In the canopies of Monteverde, Costa Rica, a network of orchids, ferns, and other epiphytes—the nonparasitic plants that grow on the tree’s branches—play a key role in the rainforest water cycle.
Under normal circumstances, moisture shouldn’t be a problem for plants in Monteverde, as the region has historically received more than 100 inches of rain per year. Unfortunately, the number of dry days has quadrupled from 25 to more than 110 since the 70s.

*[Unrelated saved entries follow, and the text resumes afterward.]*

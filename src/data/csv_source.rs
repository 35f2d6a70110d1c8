use std::fs::File;
use std::io::Read;
use std::path::{Path, PathBuf};

use csv::{ReaderBuilder, StringRecord, Trim};

use crate::{
    error::{AppError, AppResult},
    models::{Movie, Rating},
};

use super::{Dataset, DatasetSource};

const MOVIE_COLUMNS: [&str; 4] = ["movieId", "title", "genres", "description"];
const RATING_COLUMNS: [&str; 3] = ["userId", "movieId", "rating"];

/// Loads the movies and ratings tables from CSV files with a header row
#[derive(Debug, Clone)]
pub struct CsvDatasetSource {
    movies_path: PathBuf,
    ratings_path: PathBuf,
}

impl CsvDatasetSource {
    pub fn new(movies_path: impl Into<PathBuf>, ratings_path: impl Into<PathBuf>) -> Self {
        Self {
            movies_path: movies_path.into(),
            ratings_path: ratings_path.into(),
        }
    }
}

impl DatasetSource for CsvDatasetSource {
    fn load(&self) -> AppResult<Dataset> {
        let movies = read_movies(
            open(&self.movies_path)?,
            &self.movies_path.display().to_string(),
        )?;
        let ratings = read_ratings(
            open(&self.ratings_path)?,
            &self.ratings_path.display().to_string(),
        )?;

        tracing::info!(
            movies = movies.len(),
            ratings = ratings.len(),
            "Loaded dataset from CSV"
        );

        Ok(Dataset::new(movies, ratings))
    }

    fn name(&self) -> String {
        format!(
            "csv({}, {})",
            self.movies_path.display(),
            self.ratings_path.display()
        )
    }
}

fn open(path: &Path) -> AppResult<File> {
    File::open(path).map_err(|e| {
        tracing::error!(path = %path.display(), error = %e, "Failed to open data file");
        AppError::Io(e)
    })
}

/// Parses a movies table. Empty title, genres and description cells become empty strings.
pub fn read_movies<R: Read>(reader: R, source: &str) -> AppResult<Vec<Movie>> {
    let mut reader = ReaderBuilder::new().trim(Trim::All).from_reader(reader);
    let headers = reader.headers().map_err(|e| schema_error(source, e))?.clone();
    let [id_col, title_col, genres_col, description_col] =
        locate_columns(&headers, MOVIE_COLUMNS, source)?;

    let mut movies = Vec::new();
    for record in reader.records() {
        let record = record.map_err(|e| schema_error(source, e))?;
        let line = line_of(&record);
        movies.push(Movie {
            movie_id: parse_field(&record, id_col, "movieId", source, line)?,
            title: field(&record, title_col).to_string(),
            genres: field(&record, genres_col).to_string(),
            description: field(&record, description_col).to_string(),
        });
    }

    Ok(movies)
}

/// Parses a ratings table, rejecting ratings that would collide with the zero "unrated" marker
pub fn read_ratings<R: Read>(reader: R, source: &str) -> AppResult<Vec<Rating>> {
    let mut reader = ReaderBuilder::new().trim(Trim::All).from_reader(reader);
    let headers = reader.headers().map_err(|e| schema_error(source, e))?.clone();
    let [user_col, movie_col, rating_col] = locate_columns(&headers, RATING_COLUMNS, source)?;

    let mut ratings = Vec::new();
    for record in reader.records() {
        let record = record.map_err(|e| schema_error(source, e))?;
        let line = line_of(&record);
        let rating = Rating {
            user_id: parse_field(&record, user_col, "userId", source, line)?,
            movie_id: parse_field(&record, movie_col, "movieId", source, line)?,
            rating: parse_field(&record, rating_col, "rating", source, line)?,
        };

        if !rating.is_valid() {
            return Err(AppError::DataSchema(format!(
                "{}: line {}: rating {} must be a finite value greater than 0",
                source, line, rating.rating
            )));
        }

        ratings.push(rating);
    }

    Ok(ratings)
}

fn locate_columns<const N: usize>(
    headers: &StringRecord,
    required: [&str; N],
    source: &str,
) -> AppResult<[usize; N]> {
    let mut indices = [0; N];
    for (slot, name) in indices.iter_mut().zip(required) {
        *slot = headers.iter().position(|h| h == name).ok_or_else(|| {
            AppError::DataSchema(format!(
                "{}: missing required column '{}' (found: {:?})",
                source,
                name,
                headers.iter().collect::<Vec<_>>()
            ))
        })?;
    }
    Ok(indices)
}

fn field(record: &StringRecord, index: usize) -> &str {
    record.get(index).unwrap_or("")
}

fn parse_field<T: std::str::FromStr>(
    record: &StringRecord,
    index: usize,
    column: &str,
    source: &str,
    line: u64,
) -> AppResult<T> {
    let raw = field(record, index);
    raw.parse().map_err(|_| {
        AppError::DataSchema(format!(
            "{}: line {}: invalid {} value '{}'",
            source, line, column, raw
        ))
    })
}

fn line_of(record: &StringRecord) -> u64 {
    record.position().map(|p| p.line()).unwrap_or(0)
}

fn schema_error(source: &str, e: csv::Error) -> AppError {
    match e.position() {
        Some(pos) => AppError::DataSchema(format!("{}: line {}: {}", source, pos.line(), e)),
        None => AppError::DataSchema(format!("{}: {}", source, e)),
    }
}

Todd Dawson, a professor in the Departments of Environmental Science, Policy, and Management and Integrative Biology, is part of a collaborative team of tree physiologists and ecohydrologists studying the outsized role of epiphytes in moving water through tropical forests. Over the last decade, their fieldwork and experiments have uncovered that rainforest epiphytes will be the first plants to die in a hotter, less predictable climate.

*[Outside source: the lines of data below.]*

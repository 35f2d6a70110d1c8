use crate::{
    data::DatasetSource,
    error::{AppError, AppResult},
    models::{MovieId, ScoredMovie, SimilarMovie, UserId},
    services::{
        collaborative::{CollaborativeFilter, DEFAULT_MIN_RATING},
        content::ContentModel,
    },
};

/// Default weight of the collaborative score
pub const DEFAULT_ALPHA: f64 = 0.6;

/// Collaborative candidates fetched per requested recommendation
const OVERFETCH_FACTOR: usize = 3;

/// Placeholder score for the non-personalized fallback
const FALLBACK_SCORE: f64 = 1.0;

/// Normalized value for a score set with no spread
const NEUTRAL_SCORE: f64 = 0.5;

const SPREAD_EPSILON: f64 = 1e-8;

/// Outcome of looking up a candidate's nearest content neighbour
#[derive(Debug)]
pub enum ContentAffinity {
    Nearest(f64),
    NoNeighbour,
    Failed(AppError),
}

impl ContentAffinity {
    fn lookup(content: &ContentModel, movie_id: MovieId) -> Self {
        match content.similar_movies(movie_id, 1) {
            Ok(similar) => match similar.first() {
                Some(nearest) => ContentAffinity::Nearest(nearest.similarity),
                None => ContentAffinity::NoNeighbour,
            },
            Err(e) => ContentAffinity::Failed(e),
        }
    }

    /// Affinity used for blending. Lookup failures score 0.0.
    pub fn score(&self) -> f64 {
        match self {
            ContentAffinity::Nearest(similarity) => *similarity,
            ContentAffinity::NoNeighbour | ContentAffinity::Failed(_) => 0.0,
        }
    }
}

/// Rescales `scores` to [0, 1]. A set whose spread is below 1e-8 maps every
/// member to 0.5.
pub fn min_max_normalize(scores: &[f64]) -> Vec<f64> {
    let min = scores.iter().copied().fold(f64::INFINITY, f64::min);
    let max = scores.iter().copied().fold(f64::NEG_INFINITY, f64::max);
    let spread = max - min;

    if spread.is_nan() || spread < SPREAD_EPSILON {
        return vec![NEUTRAL_SCORE; scores.len()];
    }
    scores.iter().map(|s| (s - min) / spread).collect()
}

/// Blends collaborative and content scores into one ranking
#[derive(Debug, Clone)]
pub struct HybridRecommender {
    alpha: f64,
    collaborative: CollaborativeFilter,
    content: ContentModel,
    fitted: bool,
}

impl HybridRecommender {
    /// `alpha` weighs the collaborative score and must lie in [0, 1]
    pub fn new(alpha: f64, max_features: usize) -> AppResult<Self> {
        if !alpha.is_finite() || !(0.0..=1.0).contains(&alpha) {
            return Err(AppError::InvalidInput(format!(
                "alpha must be within [0, 1], got {}",
                alpha
            )));
        }

        Ok(Self {
            alpha,
            collaborative: CollaborativeFilter::new(),
            content: ContentModel::new(max_features),
            fitted: false,
        })
    }

    pub fn is_fitted(&self) -> bool {
        self.fitted
    }

    /// Loads the dataset and fits both component models. On error the
    /// previously fitted state is left untouched.
    pub fn fit(&mut self, source: &dyn DatasetSource) -> AppResult<()> {
        tracing::info!(source = %source.name(), "Fitting hybrid recommender");
        let dataset = source.load()?;

        let mut content = ContentModel::new(self.content.max_features());
        content.fit(&dataset.movies)?;
        let mut collaborative = CollaborativeFilter::new();
        collaborative.fit(&dataset.ratings)?;

        self.content = content;
        self.collaborative = collaborative;
        self.fitted = true;
        Ok(())
    }

    fn ensure_fitted(&self) -> AppResult<()> {
        if self.fitted {
            Ok(())
        } else {
            Err(AppError::NotFitted)
        }
    }

    /// Personalized top-`top_k` recommendations, highest score first.
    ///
    /// When the collaborative filter has no candidates for the user, the
    /// first `top_k` catalog movies are returned with a placeholder score.
    pub fn recommend_for_user(&self, user_id: UserId, top_k: usize) -> AppResult<Vec<ScoredMovie>> {
        self.ensure_fitted()?;

        let candidates = self.collaborative.recommend_for_user(
            user_id,
            top_k.saturating_mul(OVERFETCH_FACTOR),
            DEFAULT_MIN_RATING,
        )?;

        if candidates.is_empty() {
            tracing::debug!(user_id, top_k, "No collaborative candidates, using fallback");
            return Ok(self
                .content
                .catalog()?
                .iter()
                .take(top_k)
                .map(|movie| ScoredMovie {
                    movie: movie.clone(),
                    score: FALLBACK_SCORE,
                })
                .collect());
        }

        let cf_scores: Vec<f64> = candidates.iter().map(|(_, score)| *score).collect();
        let content_scores: Vec<f64> = candidates
            .iter()
            .map(|&(movie_id, _)| {
                let affinity = ContentAffinity::lookup(&self.content, movie_id);
                match &affinity {
                    ContentAffinity::Failed(e) => {
                        tracing::warn!(movie_id, error = %e, "Content affinity lookup failed")
                    }
                    ContentAffinity::NoNeighbour => {
                        tracing::warn!(movie_id, "Content affinity has no neighbour")
                    }
                    ContentAffinity::Nearest(_) => {}
                }
                affinity.score()
            })
            .collect();

        let cf_norm = min_max_normalize(&cf_scores);
        let content_norm = min_max_normalize(&content_scores);

        let mut blended: Vec<(MovieId, f64)> = candidates
            .iter()
            .zip(cf_norm.iter().zip(&content_norm))
            .map(|(&(movie_id, _), (cf, content))| {
                (movie_id, self.alpha * cf + (1.0 - self.alpha) * content)
            })
            .collect();

        // Stable: equal scores keep candidate order
        blended.sort_by(|a, b| b.1.partial_cmp(&a.1).unwrap_or(std::cmp::Ordering::Equal));
        blended.truncate(top_k);

        let mut recommendations = Vec::with_capacity(blended.len());
        for (movie_id, score) in blended {
            match self.content.movie(movie_id)? {
                Some(movie) => recommendations.push(ScoredMovie {
                    movie: movie.clone(),
                    score,
                }),
                None => tracing::debug!(movie_id, "Dropping candidate missing from catalog"),
            }
        }

        tracing::debug!(
            user_id,
            top_k,
            candidates = candidates.len(),
            returned = recommendations.len(),
            "Hybrid recommendations computed"
        );

        Ok(recommendations)
    }

    pub fn similar_movies(&self, movie_id: MovieId, top_k: usize) -> AppResult<Vec<SimilarMovie>> {
        self.ensure_fitted()?;
        self.content.similar_movies(movie_id, top_k)
    }
}

#[cfg(test)]
mod tests {
    use super::*;
    use crate::{
        data::{Dataset, MockDatasetSource},
        models::{Movie, Rating},
    };

    fn dataset() -> Dataset {
        Dataset::new(
            vec![
                Movie::new(10, "Space Odyssey", "Sci-Fi", "astronauts drift through space"),
                Movie::new(20, "Space Rescue", "Sci-Fi|Action", "astronauts rescue a crew"),
                Movie::new(30, "Bank Heist", "Crime", "robbers plan a heist"),
                Movie::new(40, "Heist Night", "Crime|Thriller", "a second heist goes wrong"),
                Movie::new(50, "Quiet Garden", "Drama", ""),
            ],
            vec![
                Rating::new(1, 10, 5.0),
                Rating::new(1, 30, 4.0),
                Rating::new(2, 10, 4.0),
                Rating::new(2, 20, 5.0),
                Rating::new(2, 40, 3.0),
                Rating::new(3, 30, 5.0),
                Rating::new(3, 40, 4.0),
                Rating::new(3, 50, 2.0),
                Rating::new(4, 50, 4.0),
            ],
        )
    }

    fn fitted(data: Dataset) -> HybridRecommender {
        let mut recommender = HybridRecommender::new(DEFAULT_ALPHA, 100).unwrap();
        recommender.fit(&data).unwrap();
        recommender
    }

    #[test]
    fn test_min_max_normalize() {
        assert_eq!(min_max_normalize(&[1.0, 3.0, 2.0]), vec![0.0, 1.0, 0.5]);
    }

    #[test]
    fn test_min_max_normalize_zero_spread() {
        assert_eq!(min_max_normalize(&[2.0, 2.0, 2.0]), vec![0.5, 0.5, 0.5]);
        assert!(min_max_normalize(&[]).is_empty());
    }

    #[test]
    fn test_min_max_normalize_keeps_order() {
        let scores = [0.1, 0.9, 0.4, 0.7];
        let normalized = min_max_normalize(&scores);
        for i in 0..scores.len() {
            for j in 0..scores.len() {
                if scores[i] < scores[j] {
                    assert!(normalized[i] < normalized[j]);
                }
            }
        }
    }

    #[test]
    fn test_rejects_alpha_out_of_range() {
        for alpha in [-0.1, 1.5, f64::NAN] {
            assert!(matches!(
                HybridRecommender::new(alpha, 100),
                Err(AppError::InvalidInput(_))
            ));
        }
        assert!(HybridRecommender::new(0.0, 100).is_ok());
        assert!(HybridRecommender::new(1.0, 100).is_ok());
    }

    #[test]
    fn test_not_fitted() {
        let recommender = HybridRecommender::new(DEFAULT_ALPHA, 100).unwrap();
        assert!(!recommender.is_fitted());
        assert!(matches!(
            recommender.recommend_for_user(1, 5),
            Err(AppError::NotFitted)
        ));
        assert!(matches!(
            recommender.similar_movies(10, 5),
            Err(AppError::NotFitted)
        ));
    }

    #[test]
    fn test_unknown_user_propagates() {
        let recommender = fitted(dataset());
        assert!(matches!(
            recommender.recommend_for_user(999999, 5),
            Err(AppError::UnknownUser(999999))
        ));
    }

    #[test]
    fn test_recommendations_exclude_rated_movies() {
        let data = dataset();
        let recommender = fitted(data.clone());
        for user in [1, 2, 3] {
            let recs = recommender.recommend_for_user(user, 10).unwrap();
            assert!(recs.windows(2).all(|w| w[0].score >= w[1].score));
            for rec in &recs {
                assert!(!data
                    .ratings
                    .iter()
                    .any(|r| r.user_id == user && r.movie_id == rec.movie.movie_id));
            }
        }
    }

    #[test]
    fn test_top_k_zero_is_empty() {
        let recommender = fitted(dataset());
        assert!(recommender.recommend_for_user(1, 0).unwrap().is_empty());
    }

    #[test]
    fn test_cold_start_fallback() {
        // Neither user overlaps the other, so there are no candidates
        let data = Dataset::new(
            dataset().movies,
            vec![Rating::new(1, 10, 5.0), Rating::new(2, 20, 4.0)],
        );
        let recommender = fitted(data);
        let recs = recommender.recommend_for_user(1, 3).unwrap();

        let ids: Vec<MovieId> = recs.iter().map(|r| r.movie.movie_id).collect();
        assert_eq!(ids, vec![10, 20, 30]);
        assert!(recs.iter().all(|r| r.score == FALLBACK_SCORE));
    }

    #[test]
    fn test_blended_score_values() {
        let data = dataset();
        let recommender = fitted(data.clone());
        let recs = recommender.recommend_for_user(1, 10).unwrap();

        let mut cf = CollaborativeFilter::new();
        cf.fit(&data.ratings).unwrap();
        let candidates = cf.recommend_for_user(1, 30, DEFAULT_MIN_RATING).unwrap();
        let mut content = ContentModel::new(100);
        content.fit(&data.movies).unwrap();

        let cf_scores: Vec<f64> = candidates.iter().map(|(_, s)| *s).collect();
        let content_scores: Vec<f64> = candidates
            .iter()
            .map(|(id, _)| content.similar_movies(*id, 1).unwrap()[0].similarity)
            .collect();
        let cf_norm = min_max_normalize(&cf_scores);
        let content_norm = min_max_normalize(&content_scores);

        assert_eq!(recs.len(), candidates.len());
        for (i, (movie_id, _)) in candidates.iter().enumerate() {
            let expected = DEFAULT_ALPHA * cf_norm[i] + (1.0 - DEFAULT_ALPHA) * content_norm[i];
            let rec = recs.iter().find(|r| r.movie.movie_id == *movie_id).unwrap();
            assert!((rec.score - expected).abs() < 1e-12);
        }

        // User 1 gets movies 40, 20 and 50
        let score_of = |id: MovieId| recs.iter().find(|r| r.movie.movie_id == id).unwrap().score;
        assert!((score_of(40) - 1.0).abs() < 1e-9);
        assert!((score_of(20) - 0.7223448076759615).abs() < 1e-9);
        assert!(score_of(50).abs() < 1e-9);
    }

    #[test]
    fn test_alpha_one_follows_collaborative_order() {
        let data = dataset();
        let mut recommender = HybridRecommender::new(1.0, 100).unwrap();
        recommender.fit(&data).unwrap();

        let mut cf = CollaborativeFilter::new();
        cf.fit(&data.ratings).unwrap();
        let cf_ids: Vec<MovieId> = cf
            .recommend_for_user(1, 2, DEFAULT_MIN_RATING)
            .unwrap()
            .into_iter()
            .map(|(id, _)| id)
            .collect();

        let ids: Vec<MovieId> = recommender
            .recommend_for_user(1, 2)
            .unwrap()
            .iter()
            .map(|r| r.movie.movie_id)
            .collect();
        assert_eq!(ids, cf_ids);
    }

    #[test]
    fn test_candidates_missing_from_catalog_are_dropped() {
        let mut data = dataset();
        data.ratings.push(Rating::new(2, 99, 5.0));
        let recommender = fitted(data);
        let recs = recommender.recommend_for_user(1, 10).unwrap();
        assert!(!recs.is_empty());
        assert!(recs.iter().all(|r| r.movie.movie_id != 99));
    }

    #[test]
    fn test_deterministic() {
        let recommender = fitted(dataset());
        let first = recommender.recommend_for_user(3, 5).unwrap();
        for _ in 0..5 {
            assert_eq!(recommender.recommend_for_user(3, 5).unwrap(), first);
        }
    }

    #[test]
    fn test_similar_movies_passthrough() {
        let recommender = fitted(dataset());
        let similar = recommender.similar_movies(30, 1).unwrap();
        assert_eq!(similar[0].movie.movie_id, 40);
    }

    #[test]
    fn test_content_affinity_soft_failure() {
        let mut content = ContentModel::new(100);
        content.fit(&dataset().movies).unwrap();
        let affinity = ContentAffinity::lookup(&content, 99);
        assert!(matches!(affinity, ContentAffinity::Failed(AppError::UnknownItem(99))));
        assert_eq!(affinity.score(), 0.0);
    }

    #[test]
    fn test_fit_loads_source_once() {
        let data = dataset();
        let mut source = MockDatasetSource::new();
        source
            .expect_name()
            .return_const("mock".to_string());
        source
            .expect_load()
            .times(1)
            .returning(move || Ok(data.clone()));

        let mut recommender = HybridRecommender::new(DEFAULT_ALPHA, 100).unwrap();
        recommender.fit(&source).unwrap();
        assert!(recommender.is_fitted());
    }

    #[test]
    fn test_fit_propagates_loader_error() {
        let mut source = MockDatasetSource::new();
        source
            .expect_name()
            .return_const("mock".to_string());
        source
            .expect_load()
            .returning(|| Err(AppError::DataSchema("missing column 'rating'".to_string())));

        let mut recommender = HybridRecommender::new(DEFAULT_ALPHA, 100).unwrap();
        assert!(matches!(
            recommender.fit(&source),
            Err(AppError::DataSchema(_))
        ));
        assert!(!recommender.is_fitted());
    }
}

Dawson and other collaborators are currently working on a project that involves climbing into Monteverde’s canopy and removing the epiphytes clinging to the trees. The removal simulates climate change's effects on the rainforest, offering a window—and a warning—of the fragility of forest ecosystems in Costa Rica and around the world.
“I think of the epiphytes as part of the fabric of the entire ecosystem,” Dawson told the Proceedings of the National Academy of Sciences (PNAS). “If you remove the epiphytes, you’re unweaving the fabric.”